To prove to you (and myself) that I can get down on a great, funky burger, I hit up Bernie's Burger Bus earlier this week. And by hit up, I mean I practically broke into Bayou Park Apartments where Bernie's was stationed in order to get at them mean burgers. By the time I was able to squeeze through the gate on foot and wander through the labyrinthine rows of buildings to the fitness center area, the bright yellow Bernie's bus gleamed like an oasis for a hungry traveler.

Rather than go totally nuts with one of the seasonal burgers topped with pork belly or guacamole (both of which sounded delish), I decided upon the Homeroom, a juicy, medium-rare, inch-high masterpiece of fresh-ground Black Angus beef topped with applewood smoked bacon, cheddar, "tipsy onions," chipotle aioli and a fried egg, all sandwiched between freshly baked, fluffy buns.

I also got a side of truffled parmesan and green onion fries, which are some of the most perfectly crisped shoestring, skin-on fries I've encountered in Houston yet. Only half of them lasted through the car ride from Bernie's to my apartment, which I regretted as soon as I got home and tasted Bernie's sweet and zingy homemade ketchup.

So there I was with a gourmet burger, bacon, a fried egg and truffle oil all in one meal.
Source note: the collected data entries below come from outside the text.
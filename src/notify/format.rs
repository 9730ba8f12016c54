// src/notify/format.rs
//! Rendering of issue titles/bodies and email subjects/bodies.
//! Everything takes `now` explicitly so output is reproducible in tests.

use super::NotificationBatch;
use crate::entry::ScholarshipEntry;
use crate::relevance::CountryBucket;
use chrono::{DateTime, Utc};
use html_escape::{encode_double_quoted_attribute, encode_text};
use std::fmt::Write as _;

const FALLBACK_FLAG: &str = "🌍";

/// Regional-indicator flag for a 2-letter code, globe otherwise.
pub fn country_flag(code: &str) -> String {
    let code = code.trim().to_ascii_uppercase();
    if code.len() != 2 || !code.chars().all(|c| c.is_ascii_uppercase()) || code == "XX" {
        return FALLBACK_FLAG.to_string();
    }
    code.chars()
        .filter_map(|c| char::from_u32(0x1F1E6 + (c as u32 - 'A' as u32)))
        .collect()
}

pub fn escape_markdown(title: &str) -> String {
    title.replace('[', "\\[").replace(']', "\\]")
}

fn plural(n: usize, one: &str, many: &str) -> String {
    if n == 1 {
        one.to_string()
    } else {
        many.to_string()
    }
}

fn display_title(e: &ScholarshipEntry) -> &str {
    if e.title.trim().is_empty() {
        "Unknown Title"
    } else {
        &e.title
    }
}

fn sections(batch: &NotificationBatch) -> Vec<&CountryBucket> {
    match batch {
        NotificationBatch::Flat(_) => Vec::new(),
        NotificationBatch::ByCountry(b) => b.non_empty().collect(),
    }
}

/* ---- GitHub issue ---- */

pub fn issue_title(batch: &NotificationBatch, now: DateTime<Utc>) -> String {
    let n = batch.total();
    let date = now.format("%Y-%m-%d");
    let noun = plural(n, "Scholarship", "Scholarships");
    match batch {
        NotificationBatch::Flat(_) => format!("🎓 {n} New {noun} Found - {date}"),
        NotificationBatch::ByCountry(_) => {
            let c = batch.country_count();
            let cn = plural(c, "Country", "Countries");
            format!("🎓 {n} New {noun} Found in {c} {cn} - {date}")
        }
    }
}

fn push_md_list(out: &mut String, entries: &[ScholarshipEntry]) {
    for (i, e) in entries.iter().enumerate() {
        let _ = writeln!(out, "{}. [{}]({})", i + 1, escape_markdown(display_title(e)), e.url);
    }
}

pub fn issue_body(batch: &NotificationBatch, now: DateTime<Utc>) -> String {
    let mut out = String::new();
    let _ = writeln!(out, "## 🎓 New Scholarships Detected!");
    let _ = writeln!(out);
    let _ = writeln!(out, "**Detection Time:** {}", now.format("%Y-%m-%d %H:%M UTC"));
    let _ = writeln!(out, "**Number of New Scholarships:** {}", batch.total());

    match batch {
        NotificationBatch::Flat(entries) => {
            let _ = writeln!(out, "\n---\n\n### Scholarships Found:\n");
            push_md_list(&mut out, entries);
        }
        NotificationBatch::ByCountry(_) => {
            let _ = writeln!(out, "**Countries:** {}", batch.country_count());
            for b in sections(batch) {
                let _ = writeln!(
                    out,
                    "\n---\n\n### {} {} ({})\n",
                    country_flag(&b.code),
                    b.name,
                    b.entries.len()
                );
                push_md_list(&mut out, &b.entries);
            }
        }
    }

    let _ = writeln!(out, "\n---\n");
    let _ = writeln!(out, "*This issue was automatically created by the Scholarship Watcher.*");
    let _ = write!(out, "*Please review each scholarship for eligibility and deadlines.*");
    out
}

/* ---- Email ---- */

pub fn email_subject(batch: &NotificationBatch, now: DateTime<Utc>) -> String {
    issue_title(batch, now)
}

fn summary_line(n: usize) -> String {
    if n == 1 {
        "1 new scholarship found".to_string()
    } else {
        format!("{n} new scholarships found")
    }
}

pub fn email_text(batch: &NotificationBatch, now: DateTime<Utc>) -> String {
    let mut out = String::new();
    let _ = writeln!(out, "NEW SCHOLARSHIPS DETECTED");
    let _ = writeln!(out, "=========================");
    let _ = writeln!(out);
    let _ = writeln!(out, "Detection Time: {}", now.format("%Y-%m-%d %H:%M UTC"));
    let _ = writeln!(out, "Number of New Scholarships: {}", batch.total());

    let push_list = |out: &mut String, entries: &[ScholarshipEntry]| {
        for (i, e) in entries.iter().enumerate() {
            let _ = writeln!(out, "{}. {}", i + 1, display_title(e));
            let _ = writeln!(out, "   {}", e.url);
        }
    };

    match batch {
        NotificationBatch::Flat(entries) => {
            let _ = writeln!(out);
            push_list(&mut out, entries);
        }
        NotificationBatch::ByCountry(_) => {
            for b in sections(batch) {
                let _ = writeln!(out);
                let _ = writeln!(out, "{} ({})", b.name.to_uppercase(), b.entries.len());
                let _ = writeln!(out, "{}", "-".repeat(b.name.chars().count() + 4));
                push_list(&mut out, &b.entries);
            }
        }
    }

    let _ = writeln!(out);
    let _ = write!(out, "Sent by Scholarship Watcher. Review each listing for eligibility and deadlines.");
    out
}

fn push_html_list(out: &mut String, entries: &[ScholarshipEntry]) {
    let _ = writeln!(out, "<ol>");
    for e in entries {
        let _ = writeln!(
            out,
            "<li><a href=\"{}\">{}</a></li>",
            encode_double_quoted_attribute(&e.url),
            encode_text(display_title(e))
        );
    }
    let _ = writeln!(out, "</ol>");
}

pub fn email_html(batch: &NotificationBatch, now: DateTime<Utc>) -> String {
    let mut out = String::new();
    let _ = writeln!(out, "<!DOCTYPE html>");
    let _ = writeln!(out, "<html>");
    let _ = writeln!(out, "<head><meta charset=\"utf-8\"><title>New Scholarships Detected</title></head>");
    let _ = writeln!(out, "<body style=\"font-family: sans-serif;\">");
    let _ = writeln!(out, "<h1>🎓 New Scholarships Detected</h1>");
    let _ = writeln!(
        out,
        "<p><strong>{}</strong> &middot; {}</p>",
        summary_line(batch.total()),
        now.format("%Y-%m-%d %H:%M UTC")
    );

    match batch {
        NotificationBatch::Flat(entries) => push_html_list(&mut out, entries),
        NotificationBatch::ByCountry(_) => {
            for b in sections(batch) {
                let _ = writeln!(
                    out,
                    "<h2>{} {} ({})</h2>",
                    country_flag(&b.code),
                    encode_text(&b.name),
                    b.entries.len()
                );
                push_html_list(&mut out, &b.entries);
            }
        }
    }

    let _ = writeln!(out, "<p style=\"color:#666\">Sent by Scholarship Watcher.</p>");
    let _ = writeln!(out, "</body>");
    let _ = write!(out, "</html>");
    out
}

#[cfg(test)]
mod tests {
    use super::*;
    use crate::relevance::CountryBuckets;
    use chrono::TimeZone;

    fn now() -> DateTime<Utc> {
        Utc.with_ymd_and_hms(2025, 3, 14, 9, 30, 0).unwrap()
    }

    fn grouped() -> NotificationBatch {
        let mut b = CountryBuckets::new();
        b.push("NO", "Norway", ScholarshipEntry::new("Norwegian Grant", "https://example.no"));
        b.push("SE", "Sweden", ScholarshipEntry::new("Swedish Grant", "https://example.se"));
        b.ensure("DE", "Germany");
        NotificationBatch::ByCountry(b)
    }

    #[test]
    fn flags() {
        assert_eq!(country_flag("NO"), "🇳🇴");
        assert_eq!(country_flag("se"), "🇸🇪");
        assert_eq!(country_flag("De"), "🇩🇪");
        assert_eq!(country_flag("XX"), "🌍");
        assert_eq!(country_flag("NOR"), "🌍");
        assert_eq!(country_flag(""), "🌍");
    }

    #[test]
    fn titles_pluralize_and_carry_date() {
        let one = NotificationBatch::Flat(vec![ScholarshipEntry::new("A", "https://x/a")]);
        assert_eq!(issue_title(&one, now()), "🎓 1 New Scholarship Found - 2025-03-14");

        let two = NotificationBatch::Flat(vec![
            ScholarshipEntry::new("A", "https://x/a"),
            ScholarshipEntry::new("B", "https://x/b"),
        ]);
        assert_eq!(issue_title(&two, now()), "🎓 2 New Scholarships Found - 2025-03-14");

        assert_eq!(
            issue_title(&grouped(), now()),
            "🎓 2 New Scholarships Found in 2 Countries - 2025-03-14"
        );
    }

    #[test]
    fn issue_body_escapes_brackets_and_numbers_entries() {
        let batch = NotificationBatch::Flat(vec![
            ScholarshipEntry::new("[2025] Oslo Grant", "https://x/a"),
            ScholarshipEntry::new("", "https://x/b"),
        ]);
        let body = issue_body(&batch, now());
        assert!(body.contains("1. [\\[2025\\] Oslo Grant](https://x/a)"));
        assert!(body.contains("2. [Unknown Title](https://x/b)"));
        assert!(body.contains("**Number of New Scholarships:** 2"));
        assert!(body.contains("2025-03-14 09:30 UTC"));
    }

    #[test]
    fn grouped_bodies_have_country_sections_only_for_non_empty_buckets() {
        let body = issue_body(&grouped(), now());
        assert!(body.contains("### 🇳🇴 Norway (1)"));
        assert!(body.contains("### 🇸🇪 Sweden (1)"));
        assert!(!body.contains("Germany"));

        let text = email_text(&grouped(), now());
        assert!(text.contains("NORWAY (1)"));
        assert!(text.contains("Norwegian Grant"));

        let html = email_html(&grouped(), now());
        assert!(html.contains("Sweden (1)</h2>"));
        assert!(html.contains("Swedish Grant"));
    }

    #[test]
    fn email_bodies() {
        let batch = NotificationBatch::Flat(vec![ScholarshipEntry::new(
            "Cloud <Computing> & AI",
            "https://x/a?b=1&c=2",
        )]);
        let html = email_html(&batch, now());
        assert!(html.starts_with("<!DOCTYPE html>"));
        assert!(html.contains("New Scholarships Detected"));
        assert!(html.contains("1 new scholarship found"));
        assert!(html.contains("Cloud &lt;Computing&gt; &amp; AI"));
        assert!(html.contains("href=\"https://x/a?b=1&amp;c=2\""));

        let text = email_text(&batch, now());
        assert!(text.contains("NEW SCHOLARSHIPS DETECTED"));
        assert!(text.contains("Number of New Scholarships: 1"));
        assert!(text.contains("Cloud <Computing> & AI"));
    }
}
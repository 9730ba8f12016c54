// src/config.rs
//! Run settings read from the environment (after `.env` is loaded by the
//! binary). Unparseable values fall back to defaults with a warning.

use crate::diff::{MergePolicy, ENV_MERGE_POLICY};
use crate::fetch::{
    default_urls, parse_url_list, DEFAULT_MAX_RETRIES, DEFAULT_REQUEST_DELAY_MS, DEFAULT_TIMEOUT_SECS,
};
use crate::snapshot::{DEFAULT_RESULTS_PATH, ENV_DATA_PATH};
use std::path::PathBuf;
use std::time::Duration;
use tracing::warn;

// --- env names ---
pub const ENV_SCHOLARSHIP_URLS: &str = "SCHOLARSHIP_URLS";
pub const ENV_DRY_RUN: &str = "DRY_RUN";
pub const ENV_MULTI_COUNTRY_MODE: &str = "MULTI_COUNTRY_MODE";
pub const ENV_REQUEST_DELAY_MS: &str = "REQUEST_DELAY_MS";
pub const ENV_REQUEST_TIMEOUT_SECS: &str = "REQUEST_TIMEOUT_SECS";
pub const ENV_FETCH_MAX_RETRIES: &str = "FETCH_MAX_RETRIES";
pub const ENV_MIN_RELEVANCE_SCORE: &str = "MIN_RELEVANCE_SCORE";
pub const ENV_FLEXIBLE_FALLBACK: &str = "FLEXIBLE_FALLBACK";
pub const ENV_REQUIRE_TOPIC: &str = "REQUIRE_TOPIC";
pub const ENV_METRICS_TEXTFILE: &str = "METRICS_TEXTFILE";

#[derive(Debug, Clone, PartialEq)]
pub struct WatcherConfig {
    pub urls: Vec<String>,
    pub data_path: PathBuf,
    pub dry_run: bool,
    /// `None` = decide from the number of enabled countries.
    pub multi_country: Option<bool>,
    pub merge_policy: MergePolicy,
    pub request_delay: Duration,
    pub request_timeout: Duration,
    pub max_retries: u8,
    pub min_score: u32,
    /// Retry with the OR filter when the strict filter keeps nothing.
    pub flexible_fallback: bool,
    pub require_topic: bool,
    pub metrics_textfile: Option<PathBuf>,
}

impl Default for WatcherConfig {
    fn default() -> Self {
        Self {
            urls: default_urls(),
            data_path: PathBuf::from(DEFAULT_RESULTS_PATH),
            dry_run: false,
            multi_country: None,
            merge_policy: MergePolicy::default(),
            request_delay: Duration::from_millis(DEFAULT_REQUEST_DELAY_MS),
            request_timeout: Duration::from_secs(DEFAULT_TIMEOUT_SECS),
            max_retries: DEFAULT_MAX_RETRIES,
            min_score: 0,
            flexible_fallback: true,
            require_topic: true,
            metrics_textfile: None,
        }
    }
}

/// `true/1/yes/on` and `false/0/no/off`, case-insensitive; anything else is `None`.
pub fn parse_bool(raw: &str) -> Option<bool> {
    match raw.trim().to_ascii_lowercase().as_str() {
        "true" | "1" | "yes" | "on" => Some(true),
        "false" | "0" | "no" | "off" => Some(false),
        _ => None,
    }
}

impl WatcherConfig {
    pub fn from_env() -> Self {
        Self::from_lookup(|k| std::env::var(k).ok())
    }

    /// Build from any key lookup; blank values count as unset.
    pub fn from_lookup<F>(lookup: F) -> Self
    where
        F: Fn(&str) -> Option<String>,
    {
        let get = |k: &str| lookup(k).map(|v| v.trim().to_string()).filter(|v| !v.is_empty());
        let mut cfg = Self::default();

        if let Some(raw) = get(ENV_SCHOLARSHIP_URLS) {
            let urls = parse_url_list(&raw);
            if urls.is_empty() {
                warn!(target: "config", "{ENV_SCHOLARSHIP_URLS} is set but empty, using defaults");
            } else {
                cfg.urls = urls;
            }
        }
        if let Some(p) = get(ENV_DATA_PATH) {
            cfg.data_path = PathBuf::from(p);
        }
        if let Some(raw) = get(ENV_DRY_RUN) {
            cfg.dry_run = parse_bool(&raw).unwrap_or(false);
        }
        if let Some(raw) = get(ENV_MULTI_COUNTRY_MODE) {
            cfg.multi_country = parse_bool(&raw);
            if cfg.multi_country.is_none() {
                warn!(target: "config", value = %raw, "{ENV_MULTI_COUNTRY_MODE} not a boolean, auto-detecting");
            }
        }
        if let Some(raw) = get(ENV_MERGE_POLICY) {
            match raw.parse::<MergePolicy>() {
                Ok(p) => cfg.merge_policy = p,
                Err(e) => warn!(target: "config", "{e}, keeping {:?}", cfg.merge_policy),
            }
        }
        if let Some(ms) = get(ENV_REQUEST_DELAY_MS).and_then(|v| parse_num::<u64>(ENV_REQUEST_DELAY_MS, &v)) {
            cfg.request_delay = Duration::from_millis(ms);
        }
        if let Some(s) = get(ENV_REQUEST_TIMEOUT_SECS).and_then(|v| parse_num::<u64>(ENV_REQUEST_TIMEOUT_SECS, &v)) {
            cfg.request_timeout = Duration::from_secs(s.max(1));
        }
        if let Some(n) = get(ENV_FETCH_MAX_RETRIES).and_then(|v| parse_num::<u8>(ENV_FETCH_MAX_RETRIES, &v)) {
            cfg.max_retries = n;
        }
        if let Some(n) = get(ENV_MIN_RELEVANCE_SCORE).and_then(|v| parse_num::<u32>(ENV_MIN_RELEVANCE_SCORE, &v)) {
            cfg.min_score = n.min(100);
        }
        if let Some(b) = get(ENV_FLEXIBLE_FALLBACK).and_then(|v| parse_bool(&v)) {
            cfg.flexible_fallback = b;
        }
        if let Some(b) = get(ENV_REQUIRE_TOPIC).and_then(|v| parse_bool(&v)) {
            cfg.require_topic = b;
        }
        if let Some(p) = get(ENV_METRICS_TEXTFILE) {
            cfg.metrics_textfile = Some(PathBuf::from(p));
        }
        cfg
    }

    /// Explicit setting wins; otherwise multi-country when more than one
    /// country is enabled.
    pub fn is_multi_country(&self, enabled_countries: usize) -> bool {
        self.multi_country.unwrap_or(enabled_countries > 1)
    }
}

fn parse_num<T: std::str::FromStr>(key: &str, raw: &str) -> Option<T> {
    match raw.parse::<T>() {
        Ok(v) => Some(v),
        Err(_) => {
            warn!(target: "config", key, value = raw, "not a number, using default");
            None
        }
    }
}
// src/snapshot.rs
//! Durable record of previously seen entries.
//!
//! Reads accept the current per-country layout and both legacy layouts (a
//! bare array, or `{ "scholarships": [...] }`), which are attributed to the
//! default country in memory. Writes always use the per-country layout and
//! go through a temp file in the target directory plus an atomic rename.

use crate::country::DEFAULT_COUNTRY_CODE;
use crate::entry::{dedup_by_url, ScholarshipEntry};
use anyhow::{Context, Result};
use chrono::{SecondsFormat, Utc};
use serde::de::IgnoredAny;
use serde::{Deserialize, Serialize};
use std::collections::BTreeMap;
use std::fs;
use std::io::{ErrorKind, Write};
use std::path::{Path, PathBuf};
use tempfile::NamedTempFile;
use tracing::{error, info, warn};

pub const ENV_DATA_PATH: &str = "DATA_PATH";
pub const DEFAULT_RESULTS_PATH: &str = "data/last_results.json";

/* ---- On-disk shapes ---- */

#[derive(Debug, Deserialize)]
#[serde(untagged)]
enum LenientEntry {
    Entry(ScholarshipEntry),
    Junk(IgnoredAny),
}

#[derive(Debug, Deserialize)]
#[serde(untagged)]
enum StoredSnapshot {
    ByCountry {
        scholarships_by_country: BTreeMap<String, Vec<LenientEntry>>,
    },
    LegacyWrapped {
        scholarships: Vec<LenientEntry>,
    },
    LegacyFlat(Vec<LenientEntry>),
}

#[derive(Debug, Serialize)]
struct SnapshotFile<'a> {
    last_updated: String,
    total_count: usize,
    country_counts: BTreeMap<&'a str, usize>,
    scholarships_by_country: &'a BTreeMap<String, Vec<ScholarshipEntry>>,
}

/// Entries with a URL, each URL once (first occurrence wins).
fn keep_valid(list: Vec<LenientEntry>) -> Vec<ScholarshipEntry> {
    dedup_by_url(list.into_iter().filter_map(|e| match e {
        LenientEntry::Entry(s) => Some(s),
        LenientEntry::Junk(_) => None,
    }))
}

/* ---- In-memory view ---- */

#[derive(Debug, Clone, Copy, PartialEq, Eq, Default)]
pub enum SnapshotFormat {
    /// No file yet (first run).
    #[default]
    Missing,
    /// File present but unreadable or not a known shape.
    Unreadable,
    Legacy,
    ByCountry,
}

#[derive(Debug, Clone, Default, PartialEq, Eq)]
pub struct Snapshot {
    pub by_country: BTreeMap<String, Vec<ScholarshipEntry>>,
    pub format: SnapshotFormat,
}

impl Snapshot {
    pub fn bucket(&self, code: &str) -> &[ScholarshipEntry] {
        self.by_country.get(code).map(Vec::as_slice).unwrap_or(&[])
    }

    pub fn total(&self) -> usize {
        self.by_country.values().map(Vec::len).sum()
    }

    pub fn is_empty(&self) -> bool {
        self.total() == 0
    }

    /// All buckets concatenated in code order, deduped by URL.
    pub fn flat(&self) -> Vec<ScholarshipEntry> {
        dedup_by_url(self.by_country.values().flatten().cloned())
    }

    fn from_stored(stored: StoredSnapshot) -> Self {
        match stored {
            StoredSnapshot::ByCountry {
                scholarships_by_country,
            } => Self {
                by_country: scholarships_by_country
                    .into_iter()
                    .map(|(code, list)| (code, keep_valid(list)))
                    .collect(),
                format: SnapshotFormat::ByCountry,
            },
            StoredSnapshot::LegacyWrapped { scholarships } | StoredSnapshot::LegacyFlat(scholarships) => {
                let mut by_country = BTreeMap::new();
                by_country.insert(DEFAULT_COUNTRY_CODE.to_string(), keep_valid(scholarships));
                Self {
                    by_country,
                    format: SnapshotFormat::Legacy,
                }
            }
        }
    }
}

/* ---- Store ---- */

#[derive(Debug, Clone)]
pub struct SnapshotStore {
    path: PathBuf,
}

impl SnapshotStore {
    pub fn new(path: impl Into<PathBuf>) -> Self {
        Self { path: path.into() }
    }

    /// `$DATA_PATH` or `data/last_results.json`.
    pub fn from_env() -> Self {
        let path = std::env::var(ENV_DATA_PATH)
            .ok()
            .filter(|s| !s.trim().is_empty())
            .unwrap_or_else(|| DEFAULT_RESULTS_PATH.to_string());
        Self::new(path)
    }

    pub fn path(&self) -> &Path {
        &self.path
    }

    /// Never fails: missing, unreadable or malformed files load as empty.
    pub fn load(&self) -> Snapshot {
        let raw = match fs::read_to_string(&self.path) {
            Ok(s) => s,
            Err(e) if e.kind() == ErrorKind::NotFound => {
                info!(target: "snapshot", path = %self.path.display(), "no previous snapshot (first run)");
                return Snapshot::default();
            }
            Err(e) => {
                warn!(target: "snapshot", path = %self.path.display(), "read failed: {e}");
                return Snapshot {
                    format: SnapshotFormat::Unreadable,
                    ..Snapshot::default()
                };
            }
        };

        match serde_json::from_str::<StoredSnapshot>(&raw) {
            Ok(stored) => {
                let snap = Snapshot::from_stored(stored);
                info!(
                    target: "snapshot",
                    path = %self.path.display(),
                    format = ?snap.format,
                    countries = snap.by_country.len(),
                    total = snap.total(),
                    "loaded previous snapshot"
                );
                snap
            }
            Err(e) => {
                warn!(target: "snapshot", path = %self.path.display(), "unrecognised snapshot, treating as empty: {e}");
                Snapshot {
                    format: SnapshotFormat::Unreadable,
                    ..Snapshot::default()
                }
            }
        }
    }

    /// Single-country view of the stored state.
    pub fn load_flat(&self) -> Vec<ScholarshipEntry> {
        self.load().flat()
    }

    /// Persist per-country state. Returns `false` (and logs) on failure; the
    /// previous file is left as it was.
    pub fn save_by_country(&self, by_country: &BTreeMap<String, Vec<ScholarshipEntry>>) -> bool {
        match self.try_save(by_country) {
            Ok(()) => {
                info!(
                    target: "snapshot",
                    path = %self.path.display(),
                    total = by_country.values().map(Vec::len).sum::<usize>(),
                    "snapshot saved"
                );
                true
            }
            Err(e) => {
                error!(target: "snapshot", path = %self.path.display(), "snapshot save failed: {e:#}");
                false
            }
        }
    }

    /// Persist a flat list under one country code.
    pub fn save_flat(&self, code: &str, entries: &[ScholarshipEntry]) -> bool {
        let mut by_country = BTreeMap::new();
        by_country.insert(code.to_string(), entries.to_vec());
        self.save_by_country(&by_country)
    }

    fn try_save(&self, by_country: &BTreeMap<String, Vec<ScholarshipEntry>>) -> Result<()> {
        let file = SnapshotFile {
            last_updated: Utc::now().to_rfc3339_opts(SecondsFormat::Micros, true),
            total_count: by_country.values().map(Vec::len).sum(),
            country_counts: by_country
                .iter()
                .map(|(code, list)| (code.as_str(), list.len()))
                .collect(),
            scholarships_by_country: by_country,
        };
        let json = serde_json::to_string_pretty(&file).context("serialize snapshot")?;
        write_atomic(&self.path, json.as_bytes())
    }
}

/// Write to a temp file beside `path`, fsync, then rename over `path`. The
/// temp file is removed on any failure.
pub fn write_atomic(path: &Path, bytes: &[u8]) -> Result<()> {
    let dir = match path.parent() {
        Some(p) if !p.as_os_str().is_empty() => p,
        _ => Path::new("."),
    };
    fs::create_dir_all(dir).with_context(|| format!("create dir {}", dir.display()))?;

    let mut tmp = NamedTempFile::new_in(dir)
        .with_context(|| format!("create temp file in {}", dir.display()))?;
    tmp.write_all(bytes).context("write temp file")?;
    tmp.as_file().sync_all().context("sync temp file")?;
    tmp.persist(path)
        .map_err(|e| e.error)
        .with_context(|| format!("rename temp file over {}", path.display()))?;
    Ok(())
}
Four food trends working together in glorious harmony mocking me for ever having written anything negative about food trends. The burger didn't look super fancy by the time I got home with it, but I immediately went to town on that hunk of cow, allowing the juices from the burger, aioli, onions and egg to run down my elbows and drip on the floor where my happy cat was waiting eagerly.

I told myself the same thing I've been telling myself in order to maintain my girlish figure since I started this job: taste, don't inhale. You don't need to eat the whole thing.

I did eat the whole thing though, and all of the fries, and afterward, instead of feeling guilty, I just felt really, really content. I was in a gourmet burger coma. And I was officially converted.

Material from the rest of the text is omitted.